Test #1: Every Team Is The Same
This is the simplest baseline: let’s project each team to go 8-8. If you did that in every season from 1989 to 2014, your model would have been off by, on average, 2.48 wins per team. This is calculated by taking the absolute value of the difference between 0.500 and each team’s actual winning percentage, and multiplying that result by 16. So that should be the absolute floor for any projection model: you have to come closer than that.
Test #2: Every Team Does What They Did Last Year
Looking at all teams from 1990 to 2014, I calculated their winning percentages in that season (Year N) and in the prior season (Year N-1). If you used the previous year’s record to project this year’s record, you would have been off by, on average, 2.84 wins per team. That’s right: you are better off predicting every team to go 8-8 than to predict every team to repeat what they did last season.
But that’s simply an artifact of the power of regression to the mean: it doesn’t mean last year doesn’t matter, but that we just need to be a little smarter about it. If you run a regresion using last year’s winning percentage to predict this year’s winning percentage, the best-fit formula (R^2 = 0.11) is 0.338 + 0.327 * N-1_Win%. This shows the power of regression to the mean — we are only going to take about one-third of last year’s winning percentage to project this year’s winning percentage.
So, if instead of using last year’s winning percentage, let’s used a regressed version of last year’s winning percentage. This would increase our model by reducing the delta to 2.35 wins per team, or by about 17%.

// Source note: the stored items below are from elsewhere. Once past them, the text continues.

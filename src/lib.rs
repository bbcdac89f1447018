//! slidecraft is the core of a layered slide editor.
//!
//! Slides are square 1080×1080 canvases built from stacked layers (background, text,
//! image, shape). The crate covers:
//!
//! - the scene model ([`Slide`], [`Layer`], [`Document`]) with serde support
//! - rendering: [`compile_slide`] produces a [`RenderPlan`], [`CpuRenderer`] paints it and
//!   exports PNG
//! - editing: [`EditorStore`] with bounded snapshot undo/redo, driven by the
//!   [`InteractionController`] for pointer move/resize
#![forbid(unsafe_code)]
#![deny(missing_docs)]

pub mod assets;
pub mod foundation;
pub mod render;
pub mod scene;
pub mod session;

pub use crate::foundation::core::{
    Affine, BezPath, CANVAS_SIZE, Point, Rect, Rgba8Premul, Vec2, canvas_rect,
};
pub use crate::foundation::error::{SlideError, SlideResult};

pub use crate::assets::decode::PreparedImage;
pub use crate::assets::fonts::FontBook;
pub use crate::assets::images::{FsImageSource, ImageCache, ImageSource, ImageState};
pub use crate::render::backend::{FrameRGBA, RenderBackend};
pub use crate::render::cpu::{CpuRenderer, RendererOpts};
pub use crate::render::hit::{ResizeHandle, hit_test};
pub use crate::render::plan::{DrawOp, RenderPlan, Viewport, compile_slide};
pub use crate::scene::color::Color;
pub use crate::scene::document::Document;
pub use crate::scene::layer::{
    BackgroundLayer, BackgroundType, FontWeight, Gradient, GradientKind, GradientStop,
    ImageFit, ImageLayer, Layer, LayerKind, Shadow, ShapeLayer, ShapeType, TextAlign,
    TextLayer, TextOverflow, TextStyle, TextTransform, Transform,
};
pub use crate::scene::repair::{RepairReport, repair_slides, validate_slides};
pub use crate::scene::slide::{LegacySlide, Slide, SlideType, migrate_legacy};
pub use crate::session::bulk_edit::{BrandContext, BulkEditRequest, BulkEditService};
pub use crate::session::history::{History, HistoryEntry};
pub use crate::session::interaction::{Cursor, DragMode, InteractionController};
pub use crate::session::opts::EditorOpts;
pub use crate::session::store::EditorStore;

Test #3: Pythagenpat Winning Percentage
Another option is to use a regressed form of Pythagenpat Winning Percentage. The best-fit formula (R^2 = 0.13) is 0.302 + 0.400 * N-1_Pythagenpat_Win%. Just looking at the exponents, you can see that this is slightly more precise than just using last year’s winning percentage: the constant has dropped by about 4%, while the weight on last year’s data has jumped from about 1/3 to 2/5. By using this regressed version of Pythagenpat Winning Percentage, we reduce the delta to 2.31 wins per team.
Test #4: Offensive and Defensive SRS Ratings
Unlike in our other tests, using offensive and defensive Simple Rating System ratings allows us to take advantage of the fact that offenses are more consistent than defenses. The best-fit formula using these grades (R^2 = 0.15) is:
Year_N_Win% = 0.501 + 0.0146 * Off_SRS_Year_N-1 + 0.0075 * Def_SRS_Year_N-1
This tells us that offensive SRS grades are nearly twice as important as defensive SRS grades when projecting future performance. If we use this regressed formula of offensive and defensive SRS ratings, we reduce the delta to 2.30 wins per team. That’s obviously not much of an improvement, although it’s about 0.02 wins per team from the prior example. (It only looking like 0.01 due to rounding; it’s an increase of 0.019 wins per team from using the regresesd version of Pythagenpat.))
Test #5: Offensive and Defensive SRS Ratings Excludes Return Scores
Using the numbers from Tom M. available here, we can ignore non-offensive scores. The best-fit formula is:
Year_N_Win% = 0.501 + 0.01527 * Off_SRS_Year_N-1 + 0.0092 * Def_SRS_Year_N-1
Unsurprisingly, there’s not much of a difference here, but it does slightly improve on the previous test.
So my conclusion from today’s research. At a minimum, any projection system should have a goal of reducing the difference between projected and actual wins, over a long enough period, to below 2.30.
Before we conclude, let’s look at the 2014 data, and what that would mean for 2015 projections. Here’s how to read the table below. Denver had an Offensive SRS (which excludes non-offensive scores) of +9.0 last year, and a Defensive SRS (which again excludes non-offensive scores) of +0.1. 1 Using the formula above, we would project Denver to win 10.2 games this year. Now, Vegas had the Broncos as a 10-win team as of August 5th. However, Vegas projected the 32 teams to win 264 games, and there are only 256 games in a season. So I’ve reduced each team’s projected wins total by 256/264, which drops Denver down to 9.7 projected wins. So this formula has the Broncos with 0.5 more wins than what Vegas is projecting.
|Rk||Tm||Off SRS||Def SRS||Proj||Vegas||Vegas (Adj)||Diff|
All 32 teams are projected within 1.2 wins of their Vegas wins total, and 22 of the teams within 0.5 wins. Vegas isn’t projecting as much regression to the mean for the Colts, Seahawks, and Packers, and that’s understandable. And, I suppose, the same could be said of Oakland, Washington, and Jacksonville, three of the four teams that this model projects to win at least half a game more than Vegas. The only other team “overrated” by these projections is the 49ers, who had one of the worst offseasons you can have.
All of that is to say that I think this model can be pretty useful to serve as a baseline of team projections entering a season. Which can have a lot of implications for us in the future.
- Denver’s defense was better than league average last year, but there were a lot of drives in Broncos games. That led to more scoring for both Denver and its opponents. [↩]